6. argumento de Gale de que os todos não podem ser explicados em termos de causas das suas partes

O leitor pode sentir que há um aspecto que ainda não foi abordado. Que aspecto é esse? É o problema de se poder ter dado o caso de haver um todo diferente, composto de partes diferentes, e nada explica por que existe o todo de partes que efetivamente existe em vez de outro. Na verdade, por que há um todo de partes em vez de nada? Estas perguntas já receberam resposta. A razão por que este todo de partes existe, em vez de outro todo possível, é que a existência deste todo é logicamente exigido pela existência das suas partes, e as suas partes existem. As partes do todo meramente possível não existem, e logo não se exige logicamente a existência efectiva deste todo meramente possível.

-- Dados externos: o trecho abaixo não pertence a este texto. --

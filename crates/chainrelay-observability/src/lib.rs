//! # chainrelay-observability
//!
//! Structured logging (`tracing`) setup and the relay's counters.

pub mod metrics;
pub mod tracing_setup;

pub use metrics::{MetricsSnapshot, RelayMetrics};
pub use tracing_setup::{init_tracing, LogConfig};
//! `ContractRegistry`: loads contract ABIs and address books from disk.
//!
//! One entry per contract type: an interface schema (shared behind `Arc`)
//! plus the deployment address of that contract on each chain. Address books
//! are JSON objects keyed by decimal chain id:
//!
//! ```json
//! { "80002": "0x5FbDB2315678afecb367f032d93F642f64180aa3" }
//! ```

use alloy_primitives::Address;
use chainrelay_core::{error::SchemaError, schema::InterfaceSchema};
use indexmap::IndexMap;
use std::collections::BTreeMap;
use std::path::Path;
use std::sync::Arc;

use crate::abi;
use crate::views::{self, ViewFunction};

/// A contract type: its schema and where it is deployed.
#[derive(Debug, Clone)]
pub struct ContractEntry {
    pub schema: Arc<InterfaceSchema>,
    /// chain id → deployment address
    pub addresses: BTreeMap<u64, Address>,
    /// Zero-argument view functions, for the contract monitor
    pub views: Vec<ViewFunction>,
}

impl ContractEntry {
    pub fn address_on(&self, chain_id: u64) -> Option<Address> {
        self.addresses.get(&chain_id).copied()
    }

    pub fn view(&self, name: &str) -> Option<&ViewFunction> {
        self.views.iter().find(|v| v.name == name)
    }
}

/// In-memory contract registry. Built once at startup, read-only afterwards.
#[derive(Debug, Default, Clone)]
pub struct ContractRegistry {
    contracts: IndexMap<String, ContractEntry>,
}

impl ContractRegistry {
    pub fn new() -> Self {
        Self::default()
    }

    /// Register a contract type from an already-built schema.
    pub fn insert(
        &mut self,
        schema: InterfaceSchema,
        addresses: BTreeMap<u64, Address>,
        views: Vec<ViewFunction>,
    ) {
        let name = schema.name().to_string();
        self.contracts.insert(
            name,
            ContractEntry {
                schema: Arc::new(schema),
                addresses,
                views,
            },
        );
    }

    /// Load a contract type from an ABI file and an address-book file.
    pub fn load_files(
        &mut self,
        name: &str,
        abi_path: &Path,
        addresses_path: &Path,
    ) -> Result<&ContractEntry, SchemaError> {
        let json_abi = abi::parse_abi_json(&read(abi_path)?)?;
        let schema = abi::schema_from_abi(name, &json_abi)?;
        let views = views::view_functions(&json_abi);
        let addresses = parse_address_book(&read(addresses_path)?)?;
        tracing::debug!(
            contract = name,
            events = schema.len(),
            views = views.len(),
            chains = addresses.len(),
            "loaded contract"
        );
        self.insert(schema, addresses, views);
        self.get(name).ok_or_else(|| SchemaError::NotFound { name: name.into() })
    }

    pub fn get(&self, name: &str) -> Option<&ContractEntry> {
        self.contracts.get(name)
    }

    /// Shared schema handle for `name`.
    pub fn schema(&self, name: &str) -> Result<Arc<InterfaceSchema>, SchemaError> {
        self.get(name)
            .map(|e| Arc::clone(&e.schema))
            .ok_or_else(|| SchemaError::NotFound { name: name.into() })
    }

    pub fn names(&self) -> impl Iterator<Item = &str> {
        self.contracts.keys().map(String::as_str)
    }

    pub fn len(&self) -> usize {
        self.contracts.len()
    }

    pub fn is_empty(&self) -> bool {
        self.contracts.is_empty()
    }
}

fn read(path: &Path) -> Result<String, SchemaError> {
    std::fs::read_to_string(path).map_err(|source| SchemaError::Io {
        path: path.display().to_string(),
        source,
    })
}

/// Parse an address book `{ "<chain id>": "0x<address>" }`.
pub fn parse_address_book(json: &str) -> Result<BTreeMap<u64, Address>, SchemaError> {
    let raw: BTreeMap<String, String> =
        serde_json::from_str(json).map_err(|e| SchemaError::InvalidAddressBook {
            reason: e.to_string(),
        })?;

    let mut out = BTreeMap::new();
    for (chain, addr) in raw {
        let chain_id: u64 = chain.trim().parse().map_err(|_| SchemaError::InvalidAddressBook {
            reason: format!("chain id '{chain}' is not a decimal integer"),
        })?;
        let address: Address = addr.trim().parse().map_err(|e| SchemaError::InvalidAddressBook {
            reason: format!("address '{addr}' for chain {chain_id}: {e}"),
        })?;
        out.insert(chain_id, address);
    }
    Ok(out)
}
//! Reconnect backoff with optional jitter.
//!
//! The delay before reconnect attempt `n` (1-based) is
//! `min(initial * multiplier^(n-1), max)`, then spread by `±jitter`.
//! With the default config (5 s, multiplier 1.0, no jitter) every retry
//! waits a flat five seconds.

use rand::Rng;
use std::time::Duration;

use crate::config::RetryConfig;

/// Stateless retry policy: computes the next delay given the failure count.
#[derive(Debug, Clone)]
pub struct RetryPolicy {
    pub config: RetryConfig,
}

impl RetryPolicy {
    pub fn new(config: RetryConfig) -> Self {
        Self { config }
    }

    /// Delay before the next attempt after `failures` consecutive failures.
    /// Returns `None` once the failure budget is spent.
    pub fn next_delay(&self, failures: u32) -> Option<Duration> {
        if failures == 0 || self.is_exhausted(failures) {
            return None;
        }
        let base_ms = self.config.initial_delay_ms as f64
            * self.config.multiplier.powi(failures.saturating_sub(1) as i32);
        let capped = base_ms.min(self.config.max_delay_ms as f64);

        let jitter = self.config.jitter.clamp(0.0, 1.0);
        let total_ms = if jitter > 0.0 {
            let spread = capped * jitter;
            capped + rand::thread_rng().gen_range(-spread..=spread)
        } else {
            capped
        };

        Some(Duration::from_millis(total_ms.max(0.0) as u64))
    }

    /// `true` once `failures` consecutive failures reach `max_attempts`.
    pub fn is_exhausted(&self, failures: u32) -> bool {
        failures >= self.config.max_attempts
    }
}
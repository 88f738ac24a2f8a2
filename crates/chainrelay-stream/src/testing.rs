//! In-crate doubles for the upstream node and the sink.

use alloy_primitives::{Address, Bytes, B256, U256};
use async_trait::async_trait;
use chainrelay_core::{
    chain::ChainId,
    error::{ForwardError, StreamError, TransportError},
    event::RawLog,
    record::NormalizedRecord,
    schema::InterfaceSchema,
    transport::{Connector, LogFilter, LogSubscription, LogTransport, SubscriptionId, TransactionInfo},
};
use chainrelay_evm::{abi::schema_from_json, fingerprint::keccak256_signature};
use chainrelay_forward::{Ack, Forwarder};
use std::collections::VecDeque;
use std::sync::atomic::{AtomicUsize, Ordering};
use std::sync::{Arc, Mutex};
use tokio::sync::mpsc;

pub const TOKEN_ABI: &str = r#"[
  {"type":"event","name":"Transfer","anonymous":false,"inputs":[
    {"name":"from","type":"address","indexed":true},
    {"name":"to","type":"address","indexed":true},
    {"name":"value","type":"uint256","indexed":false}]},
  {"type":"event","name":"Mint","anonymous":false,"inputs":[
    {"name":"to","type":"address","indexed":true},
    {"name":"amount","type":"uint256","indexed":false}]},
  {"type":"event","name":"Burn","anonymous":false,"inputs":[
    {"name":"from","type":"address","indexed":true},
    {"name":"amount","type":"uint256","indexed":false}]},
  {"type":"function","name":"totalSupply","stateMutability":"view","inputs":[],
   "outputs":[{"name":"","type":"uint256"}]},
  {"type":"function","name":"symbol","stateMutability":"view","inputs":[],
   "outputs":[{"name":"","type":"string"}]}
]"#;

pub const TOKEN_ADDRESS: Address = Address::new([0x03; 20]);
pub const MINTER: Address = Address::new([0xd8; 20]);

pub fn token_schema() -> Arc<InterfaceSchema> {
    Arc::new(schema_from_json("Token", TOKEN_ABI).expect("token ABI"))
}

pub fn mint_log(log_index: u64) -> RawLog {
    let mut to = [0u8; 32];
    to[12..].copy_from_slice(MINTER.as_slice());
    RawLog {
        address: TOKEN_ADDRESS,
        topics: vec![keccak256_signature("Mint(address,uint256)"), B256::from(to)],
        data: Bytes::from(U256::from(1_000u64).to_be_bytes::<32>().to_vec()),
        block_number: 42,
        transaction_hash: B256::repeat_byte(0xab),
        log_index,
    }
}

// ─── Sink ────────────────────────────────────────────────────────────────────

#[derive(Default)]
pub struct RecordingForwarder {
    records: Mutex<Vec<NormalizedRecord>>,
    fail: bool,
}

impl RecordingForwarder {
    pub fn failing() -> Self {
        Self {
            records: Mutex::default(),
            fail: true,
        }
    }

    pub fn records(&self) -> Vec<NormalizedRecord> {
        self.records.lock().unwrap().clone()
    }
}

#[async_trait]
impl Forwarder for RecordingForwarder {
    async fn forward(&self, record: &NormalizedRecord) -> Result<Ack, ForwardError> {
        if self.fail {
            return Err(ForwardError::Status {
                url: "http://sink.test".into(),
                status: 503,
                body: "unavailable".into(),
            });
        }
        self.records.lock().unwrap().push(record.clone());
        Ok(Ack::Delivered { status: 200 })
    }
}

// ─── Upstream ────────────────────────────────────────────────────────────────

/// Test-side handle that pushes into a [`FakeTransport`]'s subscription.
pub struct Feed {
    pub logs: mpsc::UnboundedSender<RawLog>,
    pub errors: mpsc::UnboundedSender<TransportError>,
}

pub struct FakeTransport {
    name: String,
    subscribe_fails: bool,
    receivers: Mutex<Option<(mpsc::UnboundedReceiver<RawLog>, mpsc::UnboundedReceiver<TransportError>)>>,
    unsubscribed: Mutex<Vec<SubscriptionId>>,
    calls: Mutex<VecDeque<Bytes>>,
    transaction: Mutex<Option<TransactionInfo>>,
}

impl FakeTransport {
    pub fn new(name: &str) -> (Arc<Self>, Feed) {
        let (log_tx, log_rx) = mpsc::unbounded_channel();
        let (err_tx, err_rx) = mpsc::unbounded_channel();
        let transport = Arc::new(Self {
            name: name.to_string(),
            subscribe_fails: false,
            receivers: Mutex::new(Some((log_rx, err_rx))),
            unsubscribed: Mutex::default(),
            calls: Mutex::default(),
            transaction: Mutex::default(),
        });
        (transport, Feed { logs: log_tx, errors: err_tx })
    }

    /// A session that accepts the connection but rejects `eth_subscribe`.
    pub fn rejecting(name: &str) -> Arc<Self> {
        Arc::new(Self {
            name: name.to_string(),
            subscribe_fails: true,
            receivers: Mutex::new(None),
            unsubscribed: Mutex::default(),
            calls: Mutex::default(),
            transaction: Mutex::default(),
        })
    }

    /// Queue `eth_call` return data, answered in order.
    pub fn with_call_results(self: Arc<Self>, results: impl IntoIterator<Item = Bytes>) -> Arc<Self> {
        self.calls.lock().unwrap().extend(results);
        self
    }

    /// Answer `eth_getTransactionByHash` with `tx`.
    pub fn with_transaction(self: Arc<Self>, tx: TransactionInfo) -> Arc<Self> {
        *self.transaction.lock().unwrap() = Some(tx);
        self
    }

    pub fn unsubscribed(&self) -> Vec<SubscriptionId> {
        self.unsubscribed.lock().unwrap().clone()
    }

    fn subscription_id(&self) -> SubscriptionId {
        SubscriptionId(format!("0x{}", self.name))
    }
}

#[async_trait]
impl LogTransport for FakeTransport {
    async fn subscribe_logs(&self, _filter: &LogFilter) -> Result<LogSubscription, TransportError> {
        if self.subscribe_fails {
            return Err(TransportError::Other("subscription rejected".into()));
        }
        let (logs, errors) = self
            .receivers
            .lock()
            .unwrap()
            .take()
            .ok_or_else(|| TransportError::Other("already subscribed".into()))?;
        Ok(LogSubscription {
            id: self.subscription_id(),
            logs,
            errors,
        })
    }

    async fn unsubscribe(&self, id: &SubscriptionId) -> Result<bool, TransportError> {
        self.unsubscribed.lock().unwrap().push(id.clone());
        Ok(true)
    }

    async fn transaction_by_hash(&self, hash: &B256) -> Result<Option<TransactionInfo>, TransportError> {
        Ok(self
            .transaction
            .lock()
            .unwrap()
            .clone()
            .filter(|tx| tx.hash == *hash))
    }

    async fn call(&self, _to: &Address, _data: &Bytes) -> Result<Bytes, TransportError> {
        self.calls
            .lock()
            .unwrap()
            .pop_front()
            .ok_or_else(|| TransportError::Rpc(chainrelay_core::error::RpcErrorObject {
                code: 3,
                message: "execution reverted".into(),
                data: None,
            }))
    }
}

/// One scripted answer to `connect`.
pub enum Attempt {
    Refuse,
    Accept(Arc<FakeTransport>),
}

/// Replays scripted connection attempts; refuses once the script runs out.
#[derive(Default)]
pub struct ScriptedConnector {
    script: Mutex<VecDeque<Attempt>>,
    connects: AtomicUsize,
}

impl ScriptedConnector {
    pub fn new(script: impl IntoIterator<Item = Attempt>) -> Arc<Self> {
        Arc::new(Self {
            script: Mutex::new(script.into_iter().collect()),
            connects: AtomicUsize::new(0),
        })
    }

    pub fn connects(&self) -> usize {
        self.connects.load(Ordering::SeqCst)
    }
}

#[async_trait]
impl Connector for ScriptedConnector {
    async fn connect(&self, chain: &ChainId) -> Result<Arc<dyn LogTransport>, StreamError> {
        self.connects.fetch_add(1, Ordering::SeqCst);
        match self.script.lock().unwrap().pop_front() {
            Some(Attempt::Accept(t)) => Ok(t),
            Some(Attempt::Refuse) | None => Err(StreamError::ConnectionFailed {
                url: "ws://node.test".into(),
                reason: format!("connection refused ({chain})"),
            }),
        }
    }
}

/// Poll `cond` under (possibly paused) tokio time until it holds.
pub async fn eventually(mut cond: impl FnMut() -> bool) {
    for _ in 0..1_000 {
        if cond() {
            return;
        }
        tokio::time::sleep(std::time::Duration::from_millis(5)).await;
    }
    panic!("condition not reached");
}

Mas porquê estas partes? Estas partes existem porque outras partes anteriores causaram a existência de todas elas. Outras partes possíveis não existem porque nada causou a sua existência. Mas por que há algo em vez de nada? O todo das partes é algo. A razão pela qual existe é que a existência de cada uma as suas partes foi causada por partes anteriores e a existência das partes exige logicamente a existência do todo. A razão pela qual não há nada1 é que um universo causou o começo da sua própria existência e as leis básicas que regem este universo exemplificaram-se a si mesmas. Mas por que há um universo que causa o começo da sua própria existência? A razão é que a existência das suas partes exige logicamente a existência deste universo e as suas partes existem porque uma parte anterior causou a existência de cada uma delas. Mas não houve filósofos, como Richard (Gale 1991), que mostraram que não se pode explicar um todo pelo fato de se ter explicado cada uma das suas partes? Não é isto um “truísmo” ou pelo menos uma banalidade hoje aceite tanto por ateus quanto por teístas? Concordo que é uma banalidade, mas nem todas as banalidades são verdadeiras. Gale (1991: 252–284) argumentou contra a tese de Hume-Edwards de que uma explicação causal de cada parte de um todo é suficiente para explicar a existência do todo. Mas o argumento de Gale, apesar de sólido, é logicamente irrelevante para o argumento cosmológico kalam a favor do ateísmo que apresentei. Gale afirma que a existência de cada peça de um carro tem uma explicação causal (e.g., o carburador foi feito pela Delco-Remy em Chicago, o motor de arranque pela United Motors de Kansas City, e assim por diante para cada peça do carro). Mas isto não explica a existência do carro. A explicação da sua existência é que as suas diferentes peças foram montadas por certos trabalhadores numa fábrica de montagem de Detroit. A noção de montar particulares num todo é crucial para a crítica de Gale à tese de Hume-Edwards. Gale não categoriza os todos nem define os agregados (nem sequer usa esta palavra como nome de um tipo de todo), mas os exemplos que oferece sugerem que está a falar de agregados. Se um todo não for um conjunto, pode ser um agregado, e isto é uma espécie de todo que pode ter uma explicação causal externa em termos de alguém que o agrega, além das explicações causais de cada uma das suas partes.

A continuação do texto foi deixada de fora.